Scala java.nio.charset.UnmappableCharacterException: Input length = 1 - scala

I've found several questions with similar titles, but couldn't seem to use any to resolve my issue. I Can't seem to load my .csv file:
val source = io.Source.fromFile("C:/mon_usatotaldat.csv")
Returns:
java.nio.charset.UnmappableCharacterException: Input length = 1
So I tried:
val source = io.Source.fromFile("UTF-8", "C:/mon_usatotaldat.csv")
and got:
java.nio.charset.IllegalCharsetNameException: C:/mon_usatotaldat.csv
I guess UTF-8 wouldn't work, if the file isn't in UTF-8 format, so that makes sense, but I don't know what to do next.
I've managed to discover the encoding is windows-1252 using:
val source = io.Source.fromFile("C:/mon_usatotaldat.csv").codec.decodingReplaceWith("UTF-8")
But this didn't do what I had expected, which was convert the file to UTF-8. I have no Idea how to work with it.
Another thing I've tried was:
val source = io.Source.fromFile("windows-1252","C:/mon_usatotaldat.csv")
But that returned:
java.nio.charset.IllegalCharsetNameException: C:/mon_usatotaldat.csv
Please help.
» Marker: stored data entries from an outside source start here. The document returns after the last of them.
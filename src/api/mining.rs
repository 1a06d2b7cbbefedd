use actix_web::{HttpResponse, Responder, delete, get, post, rt, web};
use log::{debug, info, warn};
use std::collections::HashMap;
use std::time::Instant;
use uuid::Uuid;

use super::models::{AppState, JobResponse, JobStatus, MiningJob};
use crate::blockchain::{Block, CancelToken, miner};
use crate::error::MiningError;

/// Finished jobs kept around for polling; older ones are evicted.
const MAX_FINISHED_JOBS: usize = 64;

/// Start mining the next block in the background. The chain lock is only
/// held to snapshot the tip and to append the sealed block.
#[post("/mining/jobs/")]
pub async fn start_job(state: web::Data<AppState>) -> impl Responder {
    let block = {
        let bc = state.blockchain.lock().expect("mutex poisoned");
        bc.next_block()
    };

    let job = MiningJob {
        job_id: Uuid::new_v4().to_string(),
        index: block.index,
        bits: block.bits,
        status: JobStatus::Running,
        cancel: CancelToken::new(),
        finished_at: None,
    };
    let resp = JobResponse::from(&job);
    {
        let mut jobs = state.mining_jobs.lock().expect("mutex poisoned");
        jobs.insert(job.job_id.clone(), job.clone());
    }
    info!(
        "MINING - job {} started for block #{} (bits={:#010x})",
        job.job_id, job.index, job.bits
    );

    rt::spawn(run_job(state, job.job_id, block, job.cancel));

    HttpResponse::Accepted().json(resp)
}

async fn run_job(state: web::Data<AppState>, job_id: String, block: Block, cancel: CancelToken) {
    let index = block.index;
    let mined = web::block(move || miner::mine(block, &cancel)).await;

    let status = match mined {
        Err(e) => JobStatus::Failed {
            reason: e.to_string(),
        },
        Ok(Err(MiningError::Cancelled { attempts })) => JobStatus::Cancelled { attempts },
        Ok(Err(e)) => JobStatus::Failed {
            reason: e.to_string(),
        },
        Ok(Ok(sealed)) => {
            let mut bc = state.blockchain.lock().expect("mutex poisoned");
            let nonce = sealed.nonce;
            match bc.append(sealed) {
                Ok(appended) => JobStatus::Sealed {
                    hash: appended.hash.clone().unwrap_or_default(),
                    nonce,
                },
                Err(e) => {
                    warn!("MINING - job {} discarded: {}", job_id, e);
                    JobStatus::Failed {
                        reason: e.to_string(),
                    }
                }
            }
        }
    };

    debug!("MINING - job {} finished: {:?}", job_id, status);
    let mut jobs = state.mining_jobs.lock().expect("mutex poisoned");
    if matches!(status, JobStatus::Sealed { .. }) {
        cancel_stale(&mut jobs, &job_id, index);
    }
    if let Some(job) = jobs.get_mut(&job_id) {
        job.status = status;
        job.finished_at = Some(Instant::now());
    }
    prune_finished(&mut jobs, MAX_FINISHED_JOBS);
}

/// Stop every other running job whose block height is already taken.
pub(super) fn cancel_stale(jobs: &mut HashMap<String, MiningJob>, sealed_by: &str, index: u64) {
    for job in jobs.values() {
        if job.job_id != sealed_by && job.status == JobStatus::Running && job.index <= index {
            debug!("MINING - job {} superseded by block #{}", job.job_id, index);
            job.cancel.cancel();
        }
    }
}

/// Keep at most `keep` finished jobs, dropping the oldest first.
fn prune_finished(jobs: &mut HashMap<String, MiningJob>, keep: usize) {
    let mut finished: Vec<(Instant, String)> = jobs
        .values()
        .filter_map(|job| job.finished_at.map(|at| (at, job.job_id.clone())))
        .collect();
    if finished.len() <= keep {
        return;
    }
    finished.sort();
    let evict = finished.len() - keep;
    for (_, id) in finished.into_iter().take(evict) {
        jobs.remove(&id);
    }
}

#[get("/mining/jobs/{id}/")]
pub async fn get_job(state: web::Data<AppState>, path: web::Path<(String,)>) -> impl Responder {
    let id = path.into_inner().0;
    let jobs = state.mining_jobs.lock().expect("mutex poisoned");
    match jobs.get(&id) {
        Some(job) => HttpResponse::Ok().json(JobResponse::from(job)),
        None => HttpResponse::NotFound().body("unknown mining job"),
    }
}

/// Request cancellation; the search stops at its next poll.
#[delete("/mining/jobs/{id}/")]
pub async fn cancel_job(state: web::Data<AppState>, path: web::Path<(String,)>) -> impl Responder {
    let id = path.into_inner().0;
    let jobs = state.mining_jobs.lock().expect("mutex poisoned");
    let Some(job) = jobs.get(&id) else {
        return HttpResponse::NotFound().body("unknown mining job");
    };
    if job.status != JobStatus::Running {
        return HttpResponse::Conflict().body("mining job already finished");
    }
    job.cancel.cancel();
    info!("MINING - job {} cancellation requested", id);
    HttpResponse::Accepted().json(JobResponse::from(job))
}

#[cfg(test)]
mod tests {
    use super::*;
    use std::time::Duration;

    fn job(id: &str, index: u64, status: JobStatus, finished_at: Option<Instant>) -> MiningJob {
        MiningJob {
            job_id: id.to_string(),
            index,
            bits: 0x207F_FFFF,
            status,
            cancel: CancelToken::new(),
            finished_at,
        }
    }

    #[test]
    fn sealing_cancels_jobs_on_the_same_height() {
        let mut jobs: HashMap<String, MiningJob> = [
            job("winner", 1, JobStatus::Running, None),
            job("sibling", 1, JobStatus::Running, None),
            job("ahead", 2, JobStatus::Running, None),
        ]
        .into_iter()
        .map(|j| (j.job_id.clone(), j))
        .collect();

        cancel_stale(&mut jobs, "winner", 1);
        assert!(!jobs["winner"].cancel.is_cancelled());
        assert!(jobs["sibling"].cancel.is_cancelled());
        assert!(!jobs["ahead"].cancel.is_cancelled());
    }

    #[test]
    fn only_the_newest_finished_jobs_are_kept() {
        let start = Instant::now();
        let mut jobs: HashMap<String, MiningJob> = (0..5u64)
            .map(|i| {
                let at = start + Duration::from_millis(i);
                job(&format!("done-{i}"), i, JobStatus::Cancelled { attempts: i }, Some(at))
            })
            .chain([job("running", 9, JobStatus::Running, None)])
            .map(|j| (j.job_id.clone(), j))
            .collect();

        prune_finished(&mut jobs, 2);
        let mut left: Vec<&str> = jobs.keys().map(String::as_str).collect();
        left.sort();
        assert_eq!(left, vec!["done-3", "done-4", "running"]);
    }
}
Thanks in advance.

Try mapping your excel file to UTF-8 first and then try val source = io.Source.fromFile("UTF-8", "C:/mon_usatotaldat.csv")
To map to UTF-8 try:
(1) Open an Excel file where you have the info (.xls, .xlsx)
(2) In Excel, choose "CSV (Comma Delimited) (*.csv) as the file type
and save as that type.
(3) In NOTEPAD (found under "Programs" and then Accessories in Start
menu), open the saved .csv file in Notepad
(4) Then choose -> Save As..and at the bottom of the "save as" box,
there is a select box labelled as "Encoding". Select UTF-8 (do NOT use
ANSI or you lose all accents etc). After selecting UTF-8, then save
the file to a slightly different file name from the original.
This file is in UTF-8 and retains all characters and accents and can be imported, for example, into MySQL and other database programs.
Reference: Excel to CSV with UTF8 encoding
Hope this helps!

Set up an InputStreamReader to correctly read windows-1252. Don't bother with intermediate UTF-8.

Related

What are the characters shown on a file after forcefully changing the extension?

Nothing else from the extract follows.